The Territorial Army has shrunk to fewer than 20,000 trained soldiers - more than one-third below its bottom-line operational requirement as the "reinforcement of necessity" to back up the overstretched regular forces, The Herald can reveal.

While the part-timers should be able to field 30,274 men and women, only 19,940 have completed basic training and have the necessary military skills for Iraq or Afghanistan, according to Ministry of Defence figures.

It also means more than 1100 experienced reservists have quit since March, when "bayonet strength" was 21,069.

More than 17,000 individual tours have been completed by TA personnel since the start of the Iraq war in 2003. However, as The Herald revealed two weeks ago, a group of fewer than 2500 part-timers accounted for more than one-third of the total operational stints between them over the past five years.

The MoD waived rules saying no part-time soldiers should serve more than 12 months in every three years to allow eager volunteers - mainly students, the self-employed or unemployed - to return repeatedly to operations in Afghanistan and Iraq.

While 2000 citizen soldiers have done at least two frontline stints, 400 others have completed three or more tours in Basra or Helmand. It means that 11% of the overall force has deployed an average of three times each, while the remaining 18,600 members of the trained TA strength account for just 11,000 tours.

The Reserve Forces Act of 1976 states that no citizen soldier can be called up compulsorily for more than a maximum of 12 months every three years, but does not cover willing volunteers.

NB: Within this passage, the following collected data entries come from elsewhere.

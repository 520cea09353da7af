pub mod config;
pub mod credentials;
pub mod error;
pub mod hash;
pub mod manifest;
mod retry_policies;
pub mod session;
pub mod sync_client;

pub use credentials::Credential;
pub use error::SyncError;
pub use manifest::{Manifest, ManifestEntry};
pub use session::{FailureReason, FileOutcome, SyncSession};
pub use sync_client::{SyncClient, SyncClientBuilder};
use std::fmt;

use reqwest::header::{HeaderValue, InvalidHeaderValue};
use secrecy::{ExposeSecret, SecretString};

use crate::error::SyncError;

/// Preferred credential source: an opaque bearer token.
pub const TOKEN_ENV: &str = "BULKSYNC_TOKEN";
/// Legacy portal API key, sent raw as the Authorization value.
pub const LEGACY_KEY_ENV: &str = "CKAN_API_KEY";

/// Operator instructions printed when no credential is present.
pub const CREDENTIAL_HELP: &str = "\
Please set the BULKSYNC_TOKEN environment variable (or the legacy
CKAN_API_KEY variable) before running bulksync.

You can find your token on your portal user page. It has the format:
    xxxxxxxx-xxxx-xxxx-xxxx-xxxxxxxxxxxx

On Linux/MacOS/Unix:
    export BULKSYNC_TOKEN=xxxxxxxx-xxxx-xxxx-xxxx-xxxxxxxxxxxx

On Microsoft Windows, within PowerShell:
    $env:BULKSYNC_TOKEN=\"xxxxxxxx-xxxx-xxxx-xxxx-xxxxxxxxxxxx\"

On Microsoft Windows, within a Command shell:
    set BULKSYNC_TOKEN=xxxxxxxx-xxxx-xxxx-xxxx-xxxxxxxxxxxx
";

/// A single static credential for the whole run. No refresh or rotation.
#[derive(Clone)]
pub enum Credential {
    Bearer(SecretString),
    LegacyKey(SecretString),
}

impl PartialEq for Credential {
    fn eq(&self, other: &Self) -> bool {
        // no need for constant time comparisons, not a sensitive context
        match (self, other) {
            (Credential::Bearer(a), Credential::Bearer(b)) => {
                a.expose_secret() == b.expose_secret()
            }
            (Credential::LegacyKey(a), Credential::LegacyKey(b)) => {
                a.expose_secret() == b.expose_secret()
            }
            _ => false,
        }
    }
}

impl Eq for Credential {}

impl fmt::Debug for Credential {
    fn fmt(&self, f: &mut fmt::Formatter<'_>) -> fmt::Result {
        match self {
            Credential::Bearer(_) => f.debug_tuple("Bearer").field(&"***").finish(),
            Credential::LegacyKey(_) => f.debug_tuple("LegacyKey").field(&"***").finish(),
        }
    }
}

impl Credential {
    pub fn bearer(token: &str) -> Self {
        Credential::Bearer(SecretString::from(token))
    }

    pub fn legacy_key(key: &str) -> Self {
        Credential::LegacyKey(SecretString::from(key))
    }

    /// Reads the credential from the environment. Absence is fatal and is
    /// detected before any network activity.
    pub fn from_env() -> Result<Self, SyncError> {
        Self::from_values(
            std::env::var(TOKEN_ENV).ok(),
            std::env::var(LEGACY_KEY_ENV).ok(),
        )
    }

    pub fn from_values(
        token: Option<String>,
        legacy_key: Option<String>,
    ) -> Result<Self, SyncError> {
        if let Some(token) = token.filter(|t| !t.trim().is_empty()) {
            return Ok(Credential::bearer(token.trim()));
        }
        if let Some(key) = legacy_key.filter(|k| !k.trim().is_empty()) {
            return Ok(Credential::legacy_key(key.trim()));
        }
        Err(SyncError::MissingCredential)
    }

    /// Authorization header value attached to every request, marked sensitive
    /// so it is never logged.
    pub fn authorization_value(&self) -> Result<HeaderValue, InvalidHeaderValue> {
        let mut value = match self {
            Credential::Bearer(token) => {
                HeaderValue::from_str(&format!("Bearer {}", token.expose_secret()))?
            }
            Credential::LegacyKey(key) => HeaderValue::from_str(key.expose_secret())?,
        };
        value.set_sensitive(true);
        Ok(value)
    }
}

#[cfg(test)]
mod tests {
    use super::*;

    #[test]
    fn bearer_token_is_preferred_over_legacy_key() {
        let cred = Credential::from_values(
            Some("token-123".to_string()),
            Some("legacy-456".to_string()),
        )
        .unwrap();
        assert_eq!(cred, Credential::bearer("token-123"));
    }

    #[test]
    fn legacy_key_is_used_when_no_token() {
        let cred = Credential::from_values(None, Some("legacy-456".to_string())).unwrap();
        assert_eq!(cred, Credential::legacy_key("legacy-456"));
    }

    #[test]
    fn blank_values_count_as_missing() {
        let err = Credential::from_values(Some("   ".to_string()), Some("".to_string()))
            .unwrap_err();
        assert!(matches!(err, SyncError::MissingCredential));
    }

    #[test]
    fn missing_credential_is_fatal() {
        let err = Credential::from_values(None, None).unwrap_err();
        assert!(matches!(err, SyncError::MissingCredential));
    }

    #[test]
    fn bearer_header_has_scheme_prefix() {
        let cred = Credential::bearer("token-123");
        let value = cred.authorization_value().unwrap();
        assert_eq!(value.to_str().unwrap(), "Bearer token-123");
        assert!(value.is_sensitive());
    }

    #[test]
    fn legacy_header_is_sent_raw() {
        let cred = Credential::legacy_key("legacy-456");
        let value = cred.authorization_value().unwrap();
        assert_eq!(value.to_str().unwrap(), "legacy-456");
        assert!(value.is_sensitive());
    }

    #[test]
    fn debug_never_prints_the_secret() {
        let cred = Credential::bearer("super-secret");
        let printed = format!("{:?}", cred);
        assert!(!printed.contains("super-secret"));
        assert!(printed.contains("***"));
    }
}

The act applies only to those called up for compulsory service but can be used by individuals who opted willingly for a first deployment to postpone further involuntary mobilisation.

Including three reserve SAS troopers killed by a Taliban bomb in Afghanistan in June, 12 TA soldiers have died in action so far. Two Scots killed in Iraq are among them.

A new national reservist policy due to be announced in October is widely expected to include a legal obligation to accept operational duty at least once every six years, or every three years if required for specialist roles such as battlefield medicine.

A six-month deployment involves being absent from home, family and a civilian job for up to nine months, including pre-operational training and post-operational leave.

The main factors affecting recruitment and retention are family resistance to extended separation and fear of damage to civilian careers caused by the prospect of an endless succession of compulsory mobilisations to Afghanistan.

Senior military commanders predict that a British garrison will be needed there for at least a generation.

There are currently 603 TA members in Afghanistan and 217 in Iraq. Another 850 have been called up for tours due to begin in October.